___ Records to process

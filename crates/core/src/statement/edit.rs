//! Partial row edits followed by recomputation.

use rust_decimal::Decimal;
use serde::{Deserialize, Deserializer};
use tracing::debug;

use super::engine::compute_totals;
use super::error::StatementError;
use super::types::{BudgetRow, Quarter};

/// A partial edit of one row.
///
/// For each quarter, `None` leaves the figure alone, `Some(None)` clears it
/// and `Some(Some(v))` sets it.
#[derive(Debug, Clone, Default, PartialEq, Eq, Deserialize)]
#[serde(rename_all = "camelCase")]
pub struct RowUpdate {
    /// Target row id.
    pub id: String,
    /// First quarter change.
    #[serde(default, deserialize_with = "present")]
    pub q1: Option<Option<Decimal>>,
    /// Second quarter change.
    #[serde(default, deserialize_with = "present")]
    pub q2: Option<Option<Decimal>>,
    /// Third quarter change.
    #[serde(default, deserialize_with = "present")]
    pub q3: Option<Option<Decimal>>,
    /// Fourth quarter change.
    #[serde(default, deserialize_with = "present")]
    pub q4: Option<Option<Decimal>>,
    /// Comment change.
    #[serde(default, deserialize_with = "present")]
    pub comments: Option<Option<String>>,
}

// A key that is present (even as null) is an edit.
fn present<'de, D, T>(deserializer: D) -> Result<Option<Option<T>>, D::Error>
where
    D: Deserializer<'de>,
    T: Deserialize<'de>,
{
    Option::<T>::deserialize(deserializer).map(Some)
}

impl RowUpdate {
    /// Creates an update that changes nothing yet.
    pub fn new(id: impl Into<String>) -> Self {
        Self {
            id: id.into(),
            ..Self::default()
        }
    }

    /// Sets or clears one quarter.
    #[must_use]
    pub fn with_quarter(mut self, quarter: Quarter, value: Option<Decimal>) -> Self {
        let slot = match quarter {
            Quarter::Q1 => &mut self.q1,
            Quarter::Q2 => &mut self.q2,
            Quarter::Q3 => &mut self.q3,
            Quarter::Q4 => &mut self.q4,
        };
        *slot = Some(value);
        self
    }

    /// Sets or clears the comment.
    #[must_use]
    pub fn with_comments(mut self, comments: Option<String>) -> Self {
        self.comments = Some(comments);
        self
    }

    fn quarter_changes(&self) -> impl Iterator<Item = (Quarter, Option<Decimal>)> + '_ {
        Quarter::ALL
            .into_iter()
            .zip([self.q1, self.q2, self.q3, self.q4])
            .filter_map(|(quarter, change)| change.map(|value| (quarter, value)))
    }

    fn touches_figures(&self) -> bool {
        self.quarter_changes().next().is_some()
    }
}

/// Applies a batch of edits and recomputes the statement.
///
/// The batch is all-or-nothing: the input is never modified, and no output
/// is produced if any edit is rejected. Figures may only be entered on
/// editable rows that are not rolled-up categories; comments may be set on
/// any row.
///
/// # Errors
///
/// Returns `StatementError::RowNotFound` for an unknown id and
/// `StatementError::RowNotEditable` for a figure change on a computed row.
pub fn apply_updates(
    rows: &[BudgetRow],
    updates: &[RowUpdate],
) -> Result<Vec<BudgetRow>, StatementError> {
    let mut edited = rows.to_vec();

    for update in updates {
        let row = edited
            .iter_mut()
            .find_map(|row| row.find_mut(&update.id))
            .ok_or_else(|| StatementError::RowNotFound(update.id.clone()))?;

        if update.touches_figures() && !accepts_figures(row) {
            return Err(StatementError::RowNotEditable(update.id.clone()));
        }

        for (quarter, value) in update.quarter_changes() {
            row.set_quarter(quarter, value);
        }
        if let Some(comments) = &update.comments {
            row.comments.clone_from(comments);
        }
    }

    debug!(updates = updates.len(), "Applied row updates");
    Ok(compute_totals(&edited))
}

fn accepts_figures(row: &BudgetRow) -> bool {
    row.is_editable && !(row.is_category && row.has_children())
}

#[cfg(test)]
mod tests {
    use super::*;
    use crate::statement::template::build_empty_template;
    use crate::statement::types::find_row;
    use rstest::rstest;
    use rust_decimal_macros::dec;

    #[test]
    fn test_edit_leaf_recomputes() {
        let template = build_empty_template();
        let updates = [
            RowUpdate::new("a1").with_quarter(Quarter::Q1, Some(dec!(1000))),
            RowUpdate::new("a2").with_quarter(Quarter::Q1, Some(dec!(500))),
            RowUpdate::new("b01-1").with_quarter(Quarter::Q1, Some(dec!(400))),
        ];

        let out = apply_updates(&template, &updates).unwrap();

        assert_eq!(find_row(&out, "a").unwrap().q1, Some(dec!(1500)));
        assert_eq!(find_row(&out, "b").unwrap().q1, Some(dec!(400)));
        assert_eq!(find_row(&out, "c").unwrap().q1, Some(dec!(1100)));
        assert_eq!(find_row(&out, "g3").unwrap().q1, Some(dec!(1100)));
        assert_eq!(find_row(&out, "g").unwrap().cumulative_balance, Some(dec!(1100)));
    }

    #[test]
    fn test_edit_closing_components() {
        let updates = [
            RowUpdate::new("g1").with_quarter(Quarter::Q1, Some(dec!(100))),
            RowUpdate::new("g2").with_quarter(Quarter::Q1, Some(dec!(50))),
        ];

        let out = apply_updates(&build_empty_template(), &updates).unwrap();

        assert_eq!(find_row(&out, "g").unwrap().q1, Some(dec!(150)));
    }

    #[test]
    fn test_clear_quarter() {
        let first = apply_updates(
            &build_empty_template(),
            &[RowUpdate::new("d1").with_quarter(Quarter::Q2, Some(dec!(30)))],
        )
        .unwrap();
        assert_eq!(find_row(&first, "d").unwrap().q2, Some(dec!(30)));

        let second =
            apply_updates(&first, &[RowUpdate::new("d1").with_quarter(Quarter::Q2, None)]).unwrap();
        assert_eq!(find_row(&second, "d1").unwrap().q2, None);
        assert_eq!(find_row(&second, "d").unwrap().q2, None);
    }

    #[rstest]
    #[case::receipts("a")]
    #[case::subcategory("b01")]
    #[case::surplus("c")]
    #[case::net_assets("f")]
    #[case::closing_balance("g")]
    #[case::period_surplus("g3")]
    fn test_computed_rows_rejected(#[case] id: &str) {
        let result = apply_updates(
            &build_empty_template(),
            &[RowUpdate::new(id).with_quarter(Quarter::Q1, Some(dec!(1)))],
        );
        assert_eq!(result, Err(StatementError::RowNotEditable(id.into())));
    }

    #[test]
    fn test_unknown_row_rejected() {
        let result = apply_updates(
            &build_empty_template(),
            &[RowUpdate::new("z9").with_quarter(Quarter::Q1, Some(dec!(1)))],
        );
        assert_eq!(result, Err(StatementError::RowNotFound("z9".into())));
    }

    #[test]
    fn test_comments_allowed_on_computed_row() {
        let out = apply_updates(
            &build_empty_template(),
            &[RowUpdate::new("c").with_comments(Some("Reviewed".into()))],
        )
        .unwrap();
        assert_eq!(find_row(&out, "c").unwrap().comments.as_deref(), Some("Reviewed"));
    }

    #[test]
    fn test_batch_is_all_or_nothing() {
        let template = build_empty_template();
        let updates = [
            RowUpdate::new("a1").with_quarter(Quarter::Q1, Some(dec!(10))),
            RowUpdate::new("c").with_quarter(Quarter::Q1, Some(dec!(10))),
        ];

        assert!(apply_updates(&template, &updates).is_err());
        assert_eq!(find_row(&template, "a1").unwrap().q1, None);
    }

    #[test]
    fn test_deserialize_distinguishes_null_from_missing() {
        let update: RowUpdate =
            serde_json::from_str(r#"{"id":"a1","q1":250.5,"q2":null,"comments":"ok"}"#).unwrap();

        assert_eq!(update.q1, Some(Some(dec!(250.5))));
        assert_eq!(update.q2, Some(None));
        assert_eq!(update.q3, None);
        assert_eq!(update.comments, Some(Some("ok".to_string())));
    }
}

______

* **Exercise brief**: Filter the listing so that only lines holding the word "edited" remain, and copy those lines.

* **Output of the task**:
    let mut edited = rows.to_vec();
        let row = edited
    Ok(compute_totals(&edited))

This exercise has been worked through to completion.